I have learned a lot from talking to Dr. Kisaalita and just watching him work as well as deal with people. He is the most hardworking person I have ever met. He always gives everyone his full attention despite his busy schedule — he always says people are more important than work. I have gone to him with questions related to research, personal growth and personal interests and somehow talking to him always makes everything better. He is always challenging me to be a better and more rounded individual by exposing me to challenges and knowledge beyond my comfort zone. Just knowing how much he believes in me makes me feel like I could accomplish anything. I recently realized that when I am stuck on something, my intuition is to ask myself, “What would Dr. Kisaalita advise you to do in a situation like this?” He has definitely had his mark on my life beyond being a major professor; he has been a role model, a dad and importantly a friend.

I always tell my friends that my life goal is to be only half as smart as Dr. Haidekker. Every time I talk to him, I am amazed at how knowledgeable he is. I have had an opportunity to take classes with him, and he works hard to explain concepts to make sure no student is left behind. Perhaps the thing that makes him so amazing is that he is very hands on — he builds lots of models and devices just for demonstration in classes. I have also worked closely with him in research and he always sacrifices his time for the progress of my work. I have learned so much from working with him.

Dr. Savadatti is a thorough teacher. He puts a lot of work into preparing for classes to make sure students get the most out his classes, and he is so approachable. As a teaching assistant, I have looked up to him for advice; he has always been willing to help me become a better teacher.

If I could share an afternoon with anyone, I would love to share it with…

It’s been almost five years since I last saw my mom, so definitely my mom — but if this wasn’t the case, I would probably say Malcolm Gladwell. I have read most of his books and I find his ideas thought provoking. And his art of storytelling, oh! Don’t even get me started! He certainly makes me want to write.

If I knew I could not fail, I would…

Woo … the wish list is long, but top of my list: resolve conflict in war-torn countries; make sure every person has equal opportunities despite gender, race, nationality and more, which often creates disparity; cure all diseases; build a digital brain as intelligent as a human brain or even better just for fun and use it to run robots — I would program it to never harm humans, of course.

If money was not a consideration, I would love to…

… pay school fees/tuition for every child who can’t afford an education but would like to go to school, build facilities to provide clean water to people who lack clean water, and start programs to empower people living in poverty. Finally, I would start a research institute/company to build state-of-the-art intelligent devices for biomedical applications.

What is your passion and how are you committed to pursuing it?

Sharing knowledge, building devices and alleviating poverty. Throughout my educational training, I have been involved in building several machines and devices. I have also had some teaching opportunities. With this background, I hope to eventually pursue positions in academia or research where I can continue to teach while building all sorts of things with much more independence. During my breaks, I also hope to travel around the world and work on projects to help people in living in poverty.

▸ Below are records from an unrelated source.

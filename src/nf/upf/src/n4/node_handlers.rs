use std::net::SocketAddr;

use async_trait::async_trait;
use libpfcp::{
	handlers::{HandlerResult, NodeRequestHandlers, PFCPReply},
	messages::{
		AssociationReleaseRequest, AssociationReleaseResponse, AssociationSetupRequest, AssociationSetupResponse,
		AssociationUpdateRequest, AssociationUpdateResponse, CheckedIE, HeartbeatRequest, HeartbeatResponse,
	},
	models::{Cause, PFCPHeader},
};
use log::{debug, info, warn};

use super::{association_key, remove_association, N4Handlers, NodeAssociation};

impl N4Handlers {
	fn association_setup_response(&self, cause: Cause) -> AssociationSetupResponse {
		let params = &self.ctx.params;
		let accepted = cause.is_accepted();
		AssociationSetupResponse {
			node_id: params.node_id(),
			cause,
			recovery_time_stamp: Some(params.recovery_time_stamp()),
			up_function_features: if accepted { Some(params.up_function_features()) } else { None },
		}
	}
}

#[async_trait]
impl NodeRequestHandlers for N4Handlers {
	async fn handle_heartbeat_request(&self, header: &PFCPHeader, _request: HeartbeatRequest, src: SocketAddr) -> HandlerResult {
		debug!("Heartbeat request seq={} from {}", header.seq, src);
		Ok(Some(PFCPReply::node(HeartbeatResponse {
			recovery_time_stamp: self.ctx.params.recovery_time_stamp(),
		})))
	}

	async fn handle_heartbeat_response(&self, header: &PFCPHeader, _response: HeartbeatResponse, src: SocketAddr) -> HandlerResult {
		let key = association_key(&src);
		let mut associations = self.ctx.associations.lock().await;
		match associations.get_mut(&key) {
			Some(association) => {
				debug!("Heartbeat response seq={} from {}", header.seq, association.id);
				association.refresh_retries();
				if let Some(engine) = self.heartbeat.as_ref() {
					engine.schedule(&key, association);
				}
			}
			None => debug!("Heartbeat response from {} without association", src),
		}
		Ok(None)
	}

	async fn handle_association_setup(&self, _header: &PFCPHeader, request: AssociationSetupRequest, src: SocketAddr) -> HandlerResult {
		let node_id = match request.node_id {
			Some(node_id) => node_id,
			None => {
				warn!("Rejecting association setup from {}: Node ID missing", src);
				return Ok(Some(PFCPReply::node(self.association_setup_response(Cause::MandatoryIEMissing))));
			}
		};
		let key = association_key(&src);
		let mut associations = self.ctx.associations.lock().await;
		if associations.contains_key(&key) {
			info!("Association with {} is set up again, dropping its sessions", key);
			remove_association(&self.ctx, &mut associations, &key).await;
		}
		info!("Associated with {} (Node ID {})", src, node_id);
		associations.insert(key, NodeAssociation::new(node_id.to_string(), src));
		self.ctx.update_gauges(&associations);
		Ok(Some(PFCPReply::node(self.association_setup_response(Cause::RequestAccepted))))
	}

	async fn handle_association_setup_response(
		&self,
		_header: &PFCPHeader,
		response: AssociationSetupResponse,
		src: SocketAddr,
	) -> HandlerResult {
		if !response.cause.is_accepted() {
			warn!("Association setup rejected by {} (Node ID {}): {:?}", src, response.node_id, response.cause);
			self.ctx.metrics.message_rx_error("AssociationSetupResponse", response.cause);
			return Ok(None);
		}
		let key = association_key(&src);
		let mut associations = self.ctx.associations.lock().await;
		if associations.contains_key(&key) {
			info!("Association with {} already exists, keeping it", key);
			return Ok(None);
		}
		info!("Associated with {} (Node ID {}) on our request", src, response.node_id);
		associations.insert(key, NodeAssociation::new(response.node_id.to_string(), src));
		self.ctx.update_gauges(&associations);
		Ok(None)
	}

	async fn handle_association_update(&self, _header: &PFCPHeader, request: AssociationUpdateRequest, src: SocketAddr) -> HandlerResult {
		let cause = match request.node_id {
			CheckedIE::Missing => {
				warn!("Rejecting association update from {}: Node ID missing", src);
				Cause::MandatoryIEMissing
			}
			CheckedIE::Malformed => {
				warn!("Rejecting association update from {}: Node ID malformed", src);
				Cause::MandatoryIEIncorrect
			}
			CheckedIE::Present(node_id) => {
				if self.ctx.associations.lock().await.contains_key(&association_key(&src)) {
					info!("Association update from {} (Node ID {})", src, node_id);
					Cause::RequestAccepted
				} else {
					warn!("Association update from {} (Node ID {}) without association", src, node_id);
					Cause::NoEstablishedPFCPAssociation
				}
			}
		};
		let params = &self.ctx.params;
		Ok(Some(PFCPReply::node(AssociationUpdateResponse {
			node_id: params.node_id(),
			cause,
			recovery_time_stamp: if cause.is_accepted() { Some(params.recovery_time_stamp()) } else { None },
		})))
	}

	async fn handle_association_release(&self, _header: &PFCPHeader, request: AssociationReleaseRequest, src: SocketAddr) -> HandlerResult {
		let node_id = self.ctx.params.node_id();
		if request.node_id.is_none() {
			warn!("Rejecting association release from {}: Node ID missing", src);
			return Ok(Some(PFCPReply::node(AssociationReleaseResponse { node_id, cause: Cause::MandatoryIEMissing })));
		}
		let key = association_key(&src);
		let mut associations = self.ctx.associations.lock().await;
		let cause = match remove_association(&self.ctx, &mut associations, &key).await {
			Some(association) => {
				info!("Association with {} released", association.id);
				Cause::RequestAccepted
			}
			None => {
				warn!("Association release from {} without association", src);
				Cause::NoEstablishedPFCPAssociation
			}
		};
		Ok(Some(PFCPReply::node(AssociationReleaseResponse { node_id, cause })))
	}
}
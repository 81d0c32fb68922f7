//! Liveness probe.

/// GET / -- plain-text liveness check.
///
/// Deliberately touches no collaborators: a 200 here means the process
/// is up and serving, nothing more.
pub async fn liveness() -> &'static str {
    "wavebatch: ok"
}
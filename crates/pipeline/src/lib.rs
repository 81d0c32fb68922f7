//! Batch lifecycle orchestration: submission, event reconciliation,
//! and the periodic convergence sweep.
//!
//! Consistency model: the record store is the single source of truth,
//! shared between the webhook path and the sweep with no in-process
//! lock. Every mutation re-reads the record immediately before writing
//! and every merge is idempotent, so a lost update window is corrected
//! on the next event or sweep cycle rather than corrupting state.

pub mod context;
pub mod error;
pub mod reconcile;
pub mod submit;
pub mod sweep;

pub use context::PipelineContext;
pub use error::PipelineError;
pub use reconcile::{finalize_if_done, reconcile};
pub use submit::{submit_batch, BatchRequest, SubmittedBatch};
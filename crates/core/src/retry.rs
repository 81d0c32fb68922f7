//! Bounded retry with exponential backoff and jitter.
//!
//! Wraps any fallible async operation. Every failure is retried
//! uniformly; no attempt is made to distinguish retryable transport
//! errors from remote rejections. Jitter spreads concurrently retried
//! sub-jobs apart so they do not hammer the remote service in lockstep.

use std::future::Future;
use std::time::Duration;

use rand::Rng;

/// Retry budget for one wrapped operation.
#[derive(Debug, Clone, Copy)]
pub struct RetryPolicy {
    /// Total attempts, including the first one. Must be at least 1.
    pub max_attempts: u32,
    /// Delay before the second attempt; doubles each retry.
    pub base_delay: Duration,
}

impl RetryPolicy {
    /// Convenience constructor.
    pub fn new(max_attempts: u32, base_delay: Duration) -> Self {
        Self {
            max_attempts: max_attempts.max(1),
            base_delay,
        }
    }
}

/// Returned once the retry budget is spent; carries the final failure.
#[derive(Debug, thiserror::Error)]
#[error("retries exhausted after {attempts} attempts: {source}")]
pub struct ExhaustedRetries<E: std::error::Error + 'static> {
    /// How many attempts were made.
    pub attempts: u32,
    /// The error from the last attempt.
    #[source]
    pub source: E,
}

/// Run `op` until it succeeds or the policy's budget is spent.
///
/// The delay before retry `n` (counting from 0) is
/// `base_delay * 2^n + jitter`, jitter uniform in `[0, base_delay)`.
/// `what` names the operation in retry logs.
pub async fn retry_with_backoff<T, E, F, Fut>(
    policy: RetryPolicy,
    what: &str,
    mut op: F,
) -> Result<T, ExhaustedRetries<E>>
where
    E: std::error::Error + 'static,
    F: FnMut() -> Fut,
    Fut: Future<Output = Result<T, E>>,
{
    let mut attempt: u32 = 0;
    loop {
        match op().await {
            Ok(value) => return Ok(value),
            Err(err) => {
                attempt += 1;
                if attempt >= policy.max_attempts {
                    tracing::error!(what, attempts = attempt, error = %err, "Retries exhausted");
                    return Err(ExhaustedRetries {
                        attempts: attempt,
                        source: err,
                    });
                }
                let delay = backoff_delay(policy.base_delay, attempt - 1);
                tracing::warn!(
                    what,
                    attempt,
                    delay_ms = delay.as_millis() as u64,
                    error = %err,
                    "Attempt failed, retrying"
                );
                tokio::time::sleep(delay).await;
            }
        }
    }
}

/// Exponential delay with uniform jitter in `[0, base)`.
fn backoff_delay(base: Duration, retry_index: u32) -> Duration {
    let base_ms = base.as_millis() as u64;
    let exp = base_ms.saturating_mul(1u64 << retry_index.min(16));
    let jitter = if base_ms > 0 {
        rand::rng().random_range(0..base_ms)
    } else {
        0
    };
    Duration::from_millis(exp + jitter)
}

// ---------------------------------------------------------------------------
// Tests
// ---------------------------------------------------------------------------
pub mod app_form;
pub mod generate;
pub mod health;
pub mod webhook;
//! Pure domain logic for wavebatch: batch record state, identifier-set
//! merging, output accumulation, and the bounded-retry helper.
//!
//! Nothing in this crate talks to the network. The record store and
//! generation-service clients live in their own crates and feed
//! observations into the state transitions defined here.

pub mod batch;
pub mod error;
pub mod idset;
pub mod outputs;
pub mod retry;
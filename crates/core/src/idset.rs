//! Idempotent merge of delimited identifier sets.
//!
//! The record store keeps `Seen IDs` and `Failed IDs` as comma-delimited
//! strings. These helpers move between that serialization and a native
//! set. Membership is all that matters; serialization order is
//! irrelevant to correctness (the `BTreeSet` just gives a stable one).

use std::collections::BTreeSet;

/// Parse a comma-delimited identifier string into a set.
///
/// Entries are trimmed; empty entries are dropped, so `""` and
/// `"a,,b, "` parse to what you would expect.
pub fn parse_id_set(raw: &str) -> BTreeSet<String> {
    raw.split(',')
        .map(str::trim)
        .filter(|s| !s.is_empty())
        .map(ToString::to_string)
        .collect()
}

/// Merge a candidate identifier into an existing delimited set.
///
/// Inserting an identifier that is already a member is a no-op, which
/// makes repeated delivery of the same completion event harmless.
pub fn merge_id_set(existing: &str, candidate: &str) -> BTreeSet<String> {
    let mut set = parse_id_set(existing);
    set.insert(candidate.trim().to_string());
    set
}

/// Serialize a set back to its comma-delimited stored form.
pub fn join_id_set(set: &BTreeSet<String>) -> String {
    set.iter().cloned().collect::<Vec<_>>().join(",")
}

// ---------------------------------------------------------------------------
// Tests
// ---------------------------------------------------------------------------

After graduation, I plan to…

… take either a teaching or a research position.

The one UGA experience I will always remember will be…

… kindness. My success in school and involvement in sports, music, dancing and local community activities has been made possible by people’s kindness. All the professors and peers I have been fortunate to work with both in school and extracurricular activities have been eager to teach me and are always patient with me. As an international student, I think it would have been harder for me “to find my groove” if it weren’t people who have been kind enough to help me with the little things.